TASK DIRECTIONS: Across all the records, filter for lines with the word "SetMode" and copy them.
Segment Open
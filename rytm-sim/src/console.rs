//! Line-oriented command console on stdin.
//!
//! ```text
//! steps|hits|offset|padding <ch> <+|->    prob <ch> <delta>|=<fraction>
//! mode <ch> trig|gate|flip                outmode <delta>
//! mod <ch> <delta>    tempo <delta>       clock int|ext    res <delta>
//! select <delta>      seed <ch> prev|next stutter <ch>    reset
//! save | load | preset save|load <bank> | show | quit
//! ```
//!
//! Channels are numbered from 1 as printed on the panel.

use std::io::BufRead;
use std::thread;

use crossbeam_channel::{Receiver, Sender};

use rytm_types::{ClockSource, Command, PatternParam, TriggerMode};

#[derive(Debug, Clone, Copy, PartialEq)]
pub enum ConsoleInput {
    Command(Command),
    Show,
    Quit,
}

/// Read stdin lines on a helper thread. The receiver disconnects on EOF.
pub fn spawn_reader() -> Receiver<String> {
    let (tx, rx) = crossbeam_channel::bounded::<String>(16);
    let spawned = thread::Builder::new()
        .name("rytm-console".into())
        .spawn(move || read_lines(tx));
    if let Err(e) = spawned {
        log::warn!(target: "console", "console disabled: {}", e);
    }
    rx
}

fn read_lines(tx: Sender<String>) {
    let stdin = std::io::stdin();
    for line in stdin.lock().lines() {
        let Ok(line) = line else { break };
        if tx.send(line).is_err() {
            break;
        }
    }
}

pub fn parse(line: &str) -> Option<ConsoleInput> {
    let words: Vec<&str> = line.split_whitespace().collect();
    let cmd = match words.as_slice() {
        ["quit" | "q"] => return Some(ConsoleInput::Quit),
        ["show"] => return Some(ConsoleInput::Show),
        [param @ ("steps" | "hits" | "offset" | "padding"), ch, delta] => Command::ChangePattern {
            channel: channel(ch)?,
            param: match *param {
                "steps" => PatternParam::Steps,
                "hits" => PatternParam::Hits,
                "offset" => PatternParam::Offset,
                _ => PatternParam::Padding,
            },
            delta: sign(delta)?,
        },
        ["prob", ch, value] => match value.strip_prefix('=') {
            Some(fraction) => Command::SetProbability {
                channel: channel(ch)?,
                fraction: fraction.parse().ok()?,
            },
            None => Command::ChangeProbability {
                channel: channel(ch)?,
                delta: value.parse().ok()?,
            },
        },
        ["mode", ch, mode] => Command::SetMode {
            channel: channel(ch)?,
            mode: TriggerMode::ALL
                .into_iter()
                .find(|m| m.name().eq_ignore_ascii_case(mode))?,
        },
        ["outmode", delta] => Command::CycleOutputMode(delta.parse().ok()?),
        ["mod", ch, delta] => Command::ChangeClockMod {
            channel: channel(ch)?,
            delta: delta.parse().ok()?,
        },
        ["tempo", delta] => Command::ChangeTempo(delta.parse().ok()?),
        ["clock", "int"] => Command::SetClockSource(ClockSource::Internal),
        ["clock", "ext"] => Command::SetClockSource(ClockSource::External),
        ["res", delta] => Command::CycleResolution(delta.parse().ok()?),
        ["select", delta] => Command::SelectChannel(delta.parse().ok()?),
        ["seed", ch, "prev"] => Command::PrevSeed { channel: channel(ch)? },
        ["seed", ch, "next"] => Command::NextSeed { channel: channel(ch)? },
        ["stutter", ch] => Command::Stutter { channel: channel(ch)? },
        ["reset"] => Command::Reset,
        ["save"] => Command::SaveChanges,
        ["load"] => Command::LoadState,
        ["preset", "save", bank] => Command::SavePreset(bank.parse().ok()?),
        ["preset", "load", bank] => Command::LoadPreset(bank.parse().ok()?),
        _ => return None,
    };
    Some(ConsoleInput::Command(cmd))
}

fn channel(word: &str) -> Option<usize> {
    word.parse::<usize>().ok()?.checked_sub(1)
}

fn sign(word: &str) -> Option<i8> {
    match word {
        "+" | "+1" | "1" => Some(1),
        "-" | "-1" => Some(-1),
        _ => None,
    }
}

#[cfg(test)]
mod tests {
    use super::*;

    #[test]
    fn parses_pattern_edits() {
        assert_eq!(
            parse("hits 2 +"),
            Some(ConsoleInput::Command(Command::ChangePattern {
                channel: 1,
                param: PatternParam::Hits,
                delta: 1,
            }))
        );
        assert_eq!(parse("steps 0 -"), None);
        assert_eq!(parse("offset 1 5"), None);
    }

    #[test]
    fn parses_probability_forms() {
        assert_eq!(
            parse("prob 1 =0.5"),
            Some(ConsoleInput::Command(Command::SetProbability {
                channel: 0,
                fraction: 0.5,
            }))
        );
        assert_eq!(
            parse("prob 6 -10"),
            Some(ConsoleInput::Command(Command::ChangeProbability {
                channel: 5,
                delta: -10,
            }))
        );
    }

    #[test]
    fn parses_storage_and_misc() {
        assert_eq!(
            parse("preset load 3"),
            Some(ConsoleInput::Command(Command::LoadPreset(3)))
        );
        assert_eq!(
            parse("mode 3 flip"),
            Some(ConsoleInput::Command(Command::SetMode {
                channel: 2,
                mode: TriggerMode::Flip,
            }))
        );
        assert_eq!(
            parse("stutter 4"),
            Some(ConsoleInput::Command(Command::Stutter { channel: 3 }))
        );
        assert_eq!(parse("  quit "), Some(ConsoleInput::Quit));
        assert_eq!(parse("dance"), None);
        assert_eq!(parse(""), None);
    }
}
Segment Closed
SOLVED EXERCISE:
        ["mode", ch, mode] => Command::SetMode {
            Some(ConsoleInput::Command(Command::SetMode {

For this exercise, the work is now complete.